In a sudden recalibration of trade norms, India on May 17 imposed sweeping port restrictions on a range of imports from Bangladesh, including readymade garments and processed food. The move, notified by the Directorate General of Foreign Trade (DGFT), comes just weeks after New Delhi revoked a key transshipment facility for Dhaka — a decision that coincided with diplomatic strains triggered by provocative remarks from a top Bangladeshi official in China.
The move appears to have come in response to similar curbs placed by Dhaka on certain Indian products last month.
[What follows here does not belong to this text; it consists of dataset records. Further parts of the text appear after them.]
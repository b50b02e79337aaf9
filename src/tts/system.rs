//! On-device speech synthesis (speech-dispatcher / espeak-ng)
//!
//! Voice enumeration runs in the background; until it finishes
//! [`DeviceSpeech::voices`] returns `None`.

use anyhow::Result;
use async_trait::async_trait;
use std::process::{Child, Command, Stdio};
use std::sync::Mutex;
use tokio::sync::watch;
use tracing::{debug, warn};

/// espeak-ng words per minute at rate 1.0
const BASE_WPM: f32 = 175.0;

#[derive(Debug, Clone, PartialEq, Eq)]
pub struct DeviceVoice {
    pub name: String,
    pub language: String,
    /// The platform's default voice for this language
    pub is_default: bool,
}

/// Request for the on-device synthesizer
#[derive(Debug, Clone, PartialEq)]
pub struct Utterance {
    pub text: String,
    pub language: String,
    pub rate: f32,
    pub voice: Option<String>,
}

/// On-device synthesizer capability
#[async_trait]
pub trait DeviceSpeech: Send + Sync {
    /// Cancel any in-flight speech
    fn cancel(&self);

    /// Enumerated voices, or `None` while enumeration is pending
    fn voices(&self) -> Option<Vec<DeviceVoice>>;

    /// Resolves once voice enumeration has completed
    async fn voices_ready(&self);

    async fn speak(&self, utterance: &Utterance) -> Result<()>;

    fn name(&self) -> &str;
}

/// Pick a voice for `language`, preferring a non-default one
pub fn preferred_voice(voices: &[DeviceVoice], language: &str) -> Option<DeviceVoice> {
    let matching: Vec<&DeviceVoice> = voices
        .iter()
        .filter(|v| v.language.eq_ignore_ascii_case(language))
        .collect();
    matching
        .iter()
        .find(|v| !v.is_default)
        .or_else(|| matching.first())
        .map(|v| (*v).clone())
}

/// Parse `espeak-ng --voices` output. The first voice listed for a language
/// is that language's default.
pub fn parse_espeak_voices(output: &str) -> Vec<DeviceVoice> {
    let mut voices: Vec<DeviceVoice> = Vec::new();
    for line in output.lines().skip(1) {
        let cols: Vec<&str> = line.split_whitespace().collect();
        if cols.len() < 5 {
            continue;
        }
        let language = cols[1].to_string();
        let is_default = !voices
            .iter()
            .any(|v| v.language.eq_ignore_ascii_case(&language));
        voices.push(DeviceVoice {
            name: cols[4].to_string(),
            language,
            is_default,
        });
    }
    voices
}

/// System synthesizer backed by spd-say or espeak-ng
pub struct SystemSpeech {
    voices: watch::Receiver<Option<Vec<DeviceVoice>>>,
    current: Mutex<Option<Child>>,
}

impl std::fmt::Debug for SystemSpeech {
    fn fmt(&self, f: &mut std::fmt::Formatter<'_>) -> std::fmt::Result {
        f.debug_struct("SystemSpeech").finish()
    }
}

impl Default for SystemSpeech {
    fn default() -> Self {
        Self::new()
    }
}

impl SystemSpeech {
    pub fn new() -> Self {
        let (tx, rx) = watch::channel(None);

        std::thread::spawn(move || {
            let voices = match Command::new("espeak-ng").arg("--voices").output() {
                Ok(out) if out.status.success() => {
                    parse_espeak_voices(&String::from_utf8_lossy(&out.stdout))
                }
                Ok(out) => {
                    warn!("espeak-ng --voices exited with {}", out.status);
                    Vec::new()
                }
                Err(e) => {
                    debug!("espeak-ng not available for voice listing: {}", e);
                    Vec::new()
                }
            };
            debug!("Enumerated {} device voices", voices.len());
            let _ = tx.send(Some(voices));
        });

        Self {
            voices: rx,
            current: Mutex::new(None),
        }
    }

    fn spawn(utterance: &Utterance) -> Result<Child> {
        let wpm = (BASE_WPM * utterance.rate).round() as u32;

        let mut espeak = Command::new("espeak-ng");
        espeak.arg("-s").arg(wpm.to_string());
        espeak.arg("-v").arg(
            utterance
                .voice
                .clone()
                .unwrap_or_else(|| utterance.language.to_lowercase()),
        );
        espeak.arg(&utterance.text);
        if let Ok(child) = espeak.stdout(Stdio::null()).stderr(Stdio::null()).spawn() {
            return Ok(child);
        }

        // spd-say rate is -100..100 around normal speed
        let spd_rate = ((utterance.rate - 1.0) * 100.0).round().clamp(-100.0, 100.0) as i32;
        let language = utterance.language.split('-').next().unwrap_or("en");
        if let Ok(child) = Command::new("spd-say")
            .arg("-l")
            .arg(language)
            .arg("-r")
            .arg(spd_rate.to_string())
            .arg(&utterance.text)
            .spawn()
        {
            return Ok(child);
        }

        Err(anyhow::anyhow!(
            "No system TTS command found (tried espeak-ng, spd-say)"
        ))
    }
}

#[async_trait]
impl DeviceSpeech for SystemSpeech {
    fn cancel(&self) {
        if let Ok(mut current) = self.current.lock() {
            if let Some(mut child) = current.take() {
                let _ = child.kill();
                let _ = child.wait();
            }
        }
    }

    fn voices(&self) -> Option<Vec<DeviceVoice>> {
        self.voices.borrow().clone()
    }

    async fn voices_ready(&self) {
        let mut rx = self.voices.clone();
        let _ = rx.wait_for(|v| v.is_some()).await;
    }

    async fn speak(&self, utterance: &Utterance) -> Result<()> {
        debug!("System speaking: {}", utterance.text);
        let child = Self::spawn(utterance)?;
        let mut current = self
            .current
            .lock()
            .map_err(|e| anyhow::anyhow!("speech lock poisoned: {}", e))?;
        *current = Some(child);
        Ok(())
    }

    fn name(&self) -> &str {
        "system"
    }
}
The DGFT notification clearly outlines that imports of readymade garments from Bangladesh will now be restricted to only two ports — Nhava Sheva and Kolkata seaports — barring all land port entries.
The directive further lists categories such as fruits, fruit-flavoured and carbonated drinks, processed foods including snacks, chips and confectionery, as well as cotton waste, plastic goods, dyes, and wooden furniture. For these, inbound shipments from Bangladesh are barred from entering through any Land Customs Stations (LCSs) or Integrated Check Posts (ICPs) located in Assam, Meghalaya, Tripura, Mizoram, and specifically Changrabandha and Fulbari in West Bengal.
Exemptions have been made for fish, LPG, edible oils, and crushed stone, which can continue to enter through these ports. The changes have been codified into India’s import policy with immediate effect.
This follows the April 9 withdrawal of India’s transshipment facility granted in 2020, which had allowed Bangladesh to route exports to the Middle East and Europe through Indian ports and even the Delhi airport. That facility, now revoked for all destinations except Nepal and Bhutan, had significantly eased Bangladesh’s trade logistics.
Relations between the two nations have nosedived in the wake of controversial comments made by Muhammad Yunus, the head of Bangladesh’s interim government, who during a visit to China claimed that India’s northeastern states are landlocked and depend on Bangladesh for ocean access. He also described Bangladesh as the “only guardian” of the Indian Ocean in the region and extended an invitation to China to utilize its trade routes.
His remarks triggered sharp backlash from Indian leaders across the political spectrum and added further strain to bilateral ties, already fraying due to Dhaka’s failure to check violence against minorities, particularly Hindus.
Trade tensions have also been fueled by economic rivalry. Bangladesh, a major player in the global textile sector, exported $38 billion worth of readymade garments in 2023, including $700 million to India — 93% of which came through land ports. Indian exporters, especially in the apparel sector, have long pushed for curbs on such imports.
Adding to the friction, Bangladesh halted yarn imports from India through land ports from April 13 and has continued to restrict Indian exports at its own LCSs and ICPs in the northeast, despite repeated requests from New Delhi to ease those curbs.
Bangladesh is a big competitor of India in the textile sector. The India-Bangladesh trade stood at $12.9 billion in 2023-24. India had previously permitted Bangladesh exports via all LCSs and ICP and seaports without undue restrictions. However, Dhaka imposed port curbs on Indian exports, particularly at LCSs and ICPs bordering northeast states.
On April 13 this year, yarn exports from India across landports were stopped and Indian shipments were subjected to rigorous inspections on entry. "Further rice exports from India were not allowed through Benapole ICPs from April 15, adding to existing restrictions," an official said adding industrial growth in the northeastern states suffers a triple jeopardy due to the imposition of unreasonably high and economically unviable transit charges by Bangladesh.
Similarly, due to landport curbs by Bangladesh, the northeastern states suffer from a lack of access to the Bangladesh market to sell locally manufactured goods, restricting the market access to primary agri goods only. The neighbouring country, on the other hand, has free access to the entire northeast market.